Il Governo, non senza qualche resistenza, ha ritenuto di accoglierla per gli anni 2024 e 2025, limitando comunque l’esenzione totale fino a diecimila euro e al 50% per la fascia da diecimila a quindicimila euro, relativamente all’importo complessivo dei redditi agrario e dominicale rivalutati dell’azienda posseduta dall’IAP, coltivatori diretti e società semplici IAP. Sembra che rimangano escluse le Snc – Sas e Srl ancorchè in possesso della qualifica di IAP.

La concessione del Governo è stata vista, ingenuamente, come una vittoria da alcuni di questi movimenti, immaginando così di aver ottenuto da subito un cospicuo risparmio fiscale (o di tasse, come si usa dire solitamente).

Nulla di più illusorio e controproducente.

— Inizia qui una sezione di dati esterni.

//! C3: the engine registry.

use std::collections::{HashMap, HashSet};

use sched_core::{EngineId, TaskId};

use crate::task::TaskRecord;

/// Outcome of [`EngineRegistry::unregister`]: whether submissions should
/// stop (no engines left) and which tasks were in flight on the engine
/// that just left, which the caller must schedule `handle_stranded` for
/// after the grace window (spec.md §4.3).
pub struct UnregisterOutcome {
    pub engines_remaining: bool,
    pub had_pending: bool,
}

/// Ordered list of registered engines with a parallel load vector, plus
/// the per-engine bookkeeping (`pending`/`completed`/`failed`) spec.md
/// §3 attaches to each engine identity.
///
/// `targets` and `loads` are mutated only as a pair — see invariant 5 in
/// spec.md §3 — and kept LRU-ordered: newest registration at the head,
/// most recently dispatched-to engine rotated to the tail.
#[derive(Debug, Default)]
pub struct EngineRegistry {
    targets: Vec<EngineId>,
    loads: Vec<u32>,
    pending: HashMap<EngineId, HashMap<TaskId, TaskRecord>>,
    completed: HashMap<EngineId, HashSet<TaskId>>,
    failed: HashMap<EngineId, HashSet<TaskId>>,
}

impl EngineRegistry {
    pub fn new() -> Self {
        Self::default()
    }

    pub fn is_empty(&self) -> bool {
        self.targets.is_empty()
    }

    pub fn len(&self) -> usize {
        self.targets.len()
    }

    pub fn targets(&self) -> &[EngineId] {
        &self.targets
    }

    pub fn loads(&self) -> &[u32] {
        &self.loads
    }

    pub fn index_of(&self, id: &EngineId) -> Option<usize> {
        self.targets.iter().position(|t| t == id)
    }

    pub fn is_registered(&self, id: &EngineId) -> bool {
        self.index_of(id).is_some()
    }

    /// Inserts `id` at the head of `targets`/`loads`, with load 0, and
    /// creates empty bookkeeping entries. Returns `true` if this was the
    /// first engine registered (the caller must resume accepting client
    /// submissions and trigger a full graph re-scan).
    pub fn register(&mut self, id: EngineId) -> bool {
        let was_empty = self.is_empty();
        self.targets.insert(0, id.clone());
        self.loads.insert(0, 0);
        self.pending.insert(id.clone(), HashMap::new());
        self.completed.insert(id.clone(), HashSet::new());
        self.failed.insert(id, HashSet::new());
        debug_assert_eq!(self.targets.len(), self.loads.len());
        was_empty
    }

    /// Removes `id` from `targets`/`loads`. Does not touch `pending` —
    /// the caller is expected to drain it via [`Self::handle_stranded`]
    /// (after a grace delay) or, if it was already empty, call
    /// [`Self::drop_history`] immediately.
    pub fn unregister(&mut self, id: &EngineId) -> UnregisterOutcome {
        if let Some(idx) = self.index_of(id) {
            self.targets.remove(idx);
            self.loads.remove(idx);
        }
        let had_pending = self
            .pending
            .get(id)
            .map(|p| !p.is_empty())
            .unwrap_or(false);
        UnregisterOutcome {
            engines_remaining: !self.is_empty(),
            had_pending,
        }
    }

    /// Drops an unregistered engine's `completed`/`failed` mirrors.
    /// `pending` is dropped separately once `handle_stranded` (or a
    /// plain drain, when it was already empty) has consumed it.
    pub fn drop_history(&mut self, id: &EngineId) {
        self.completed.remove(id);
        self.failed.remove(id);
        self.pending.remove(id);
    }

    /// Pops every entry still in `pending[id]`, for the caller to
    /// synthesize `EngineDied` failures for. Tolerates entries having
    /// already been drained by a late real reply — this only returns
    /// what's left at call time.
    pub fn handle_stranded(&mut self, id: &EngineId) -> Vec<(TaskId, TaskRecord)> {
        let drained = self
            .pending
            .get_mut(id)
            .map(|p| p.drain().collect())
            .unwrap_or_default();
        self.drop_history(id);
        drained
    }

    /// `loads[idx] += 1`, then rotates `idx` to the tail of both
    /// parallel vectors (LRU: most recently dispatched-to goes last).
    /// Returns the engine's new index.
    pub fn add_job(&mut self, idx: usize) -> usize {
        self.loads[idx] += 1;
        let id = self.targets.remove(idx);
        let load = self.loads.remove(idx);
        self.targets.push(id);
        self.loads.push(load);
        self.targets.len() - 1
    }

    /// `loads[idx] -= 1`. No rotation — finishing work doesn't change
    /// recency.
    pub fn finish_job(&mut self, idx: usize) {
        self.loads[idx] = self.loads[idx].saturating_sub(1);
    }

    pub fn completed(&self, id: &EngineId) -> Option<&HashSet<TaskId>> {
        self.completed.get(id)
    }

    pub fn failed(&self, id: &EngineId) -> Option<&HashSet<TaskId>> {
        self.failed.get(id)
    }

    pub fn pending_of(&self, id: &EngineId) -> Option<&HashMap<TaskId, TaskRecord>> {
        self.pending.get(id)
    }

    pub fn insert_pending(&mut self, id: &EngineId, task_id: TaskId, record: TaskRecord) {
        self.pending.entry(id.clone()).or_default().insert(task_id, record);
    }

    pub fn remove_pending(&mut self, id: &EngineId, task_id: &TaskId) -> Option<TaskRecord> {
        self.pending.get_mut(id).and_then(|p| p.remove(task_id))
    }

    pub fn mark_completed(&mut self, id: &EngineId, task_id: TaskId) {
        self.completed.entry(id.clone()).or_default().insert(task_id);
    }

    pub fn mark_failed(&mut self, id: &EngineId, task_id: TaskId) {
        self.failed.entry(id.clone()).or_default().insert(task_id);
    }
}

#[cfg(test)]
mod tests {
    use super::*;
    use crate::dep::DepSpec;
    use sched_transport::Envelope;

    fn engine(name: &str) -> EngineId {
        EngineId::from(name)
    }

    fn record() -> TaskRecord {
        TaskRecord::new(
            Envelope::new(vec![], sched_transport::Header::submission("t1"), vec![]),
            HashSet::new(),
            DepSpec::met(),
            DepSpec::met(),
            None,
            0,
        )
    }

    #[test]
    fn register_inserts_at_head_with_zero_load() {
        let mut reg = EngineRegistry::new();
        assert!(reg.register(engine("e1")));
        assert!(!reg.register(engine("e2")));
        assert_eq!(reg.targets(), &[engine("e2"), engine("e1")]);
        assert_eq!(reg.loads(), &[0, 0]);
    }

    #[test]
    fn add_job_increments_load_and_rotates_to_tail() {
        let mut reg = EngineRegistry::new();
        reg.register(engine("e1"));
        reg.register(engine("e2"));
        // targets = [e2, e1]
        let new_idx = reg.add_job(1); // bump e1
        assert_eq!(new_idx, 1);
        assert_eq!(reg.targets(), &[engine("e2"), engine("e1")]);
        assert_eq!(reg.loads(), &[0, 1]);

        let new_idx = reg.add_job(0); // bump e2, which should move to tail
        assert_eq!(new_idx, 1);
        assert_eq!(reg.targets(), &[engine("e1"), engine("e2")]);
        assert_eq!(reg.loads(), &[1, 1]);
    }

    #[test]
    fn finish_job_decrements_without_rotating() {
        let mut reg = EngineRegistry::new();
        reg.register(engine("e1"));
        reg.add_job(0);
        reg.finish_job(0);
        assert_eq!(reg.loads(), &[0]);
        assert_eq!(reg.targets(), &[engine("e1")]);
    }

    #[test]
    fn unregister_reports_pending_and_removes_from_parallel_vecs() {
        let mut reg = EngineRegistry::new();
        reg.register(engine("e1"));
        reg.insert_pending(&engine("e1"), TaskId::new("t1"), record());

        let outcome = reg.unregister(&engine("e1"));
        assert!(!outcome.engines_remaining);
        assert!(outcome.had_pending);
        assert!(reg.targets().is_empty());
        assert!(reg.loads().is_empty());
    }

    #[test]
    fn handle_stranded_drains_pending_and_drops_history() {
        let mut reg = EngineRegistry::new();
        reg.register(engine("e1"));
        reg.insert_pending(&engine("e1"), TaskId::new("t1"), record());
        reg.mark_completed(&engine("e1"), TaskId::new("t0"));
        reg.unregister(&engine("e1"));

        let stranded = reg.handle_stranded(&engine("e1"));
        assert_eq!(stranded.len(), 1);
        assert_eq!(stranded[0].0, TaskId::new("t1"));
        assert!(reg.completed(&engine("e1")).is_none());
        assert!(reg.pending_of(&engine("e1")).is_none());
    }
}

Uno studio effettuato da Consulenzaagricola.it su un campione di aziende condotte da IAP o da coltivatori diretti, di diversa estensione, orientamento colturale e collocazione territoriale, ha rivelato per tutte una sostanziale invarianza dell’imposizione fiscale sui terreni sia con esenzione che senza esenzione. E ciò per una semplice ragione: i redditi dominicale e agrario, ancorché rivalutati, difficilmente superano il valore degli oneri deducibili e detraibili (oneri previdenziali del titolare o dei soci, dei familiari, spese mediche, detrazioni per familiari, ecc.). Pertanto, l’esenzione, da una parte, non produce alcun sostanziale beneficio economico, mentre dall’altra ha precise ed evidenti controindicazioni.

Innanzitutto priva l’imprenditore della fonte reddituale tipica dell’impresa agricola, che ha natura forfettaria e quindi non si presta a contestazioni sulla base imponibile. Questo fatto costituisce un grande vantaggio riservato solo alle imprese agricole e a nessun’altra categoria imprenditoriale. In particolare, il reddito agrario è la struttura portante del regime fiscale agricolo, attorno al quale ruotano non solo le attività di coltivazione, ma pure gli allevamenti, la coltivazione dei vegetali sopra terra, le attività connesse di manipolazione e trasformazione dei prodotti agricoli, le agroenergie.

Ebbene, l’assenza di reddito rende vulnerabile l’agricoltore e i suoi familiari partecipi all’impresa, potendo gli uffici dell’amministrazione finanziaria chiedere, di volta in volta, la dimostrazione dell’esercizio dell’impresa, la qualifica professionale e i titoli e l’effettiva conduzione dei terreni oggetto di esenzione.

Non si deve trascurare, infatti, la circostanza che l’esenzione è un’agevolazione e come tale va sempre dimostrato il diritto ad usufruirne. Siccome l’accertamento può avvenire dopo anni, l’agricoltore è tenuto per ciascun periodo d’imposta in cui gode dell’esenzione o della riduzione del reddito a procurarsi la prova dell’esistenza del diritto al beneficio e a conservarla fino a che è spirato il termine per i controlli. Con la conseguenza che se tale prova non è data o è ritenuta inidonea, l’agricoltore sarà chiamato a versare l’imposta indebitamente non calcolata e non versata e non potrà più avvalersi delle spese a deduzione del reddito.

Senza poi considerare il tempo e gli oneri che comunque dovrà sostenere per difendere le proprie ragioni.

In conclusione, l’esenzione IRPEF dei terreni può rivelarsi per molti agricoltori una trappola, dalla quale si può evitare di cadere rinunciandovi e dichiarando il reddito agrario e dominicale per poi azzerarlo con le deduzioni e detrazioni concesse dalle norme fiscali.

Vi è poi da aggiungere, per concludere, che il riconoscimento dell’esenzione totale o parziale, come proposto dal Governo, influirà nel bilancio dello Stato negli anni 2025 e 2026. E questo dimostra ancor di più l’ingenuità di chi è convinto di aver ottenuto un beneficio immediato. Meglio avrebbe fatto a chiedere che le risorse fossero destinate ad altri interventi, come il potenziamento dei fondi contro le calamità naturali.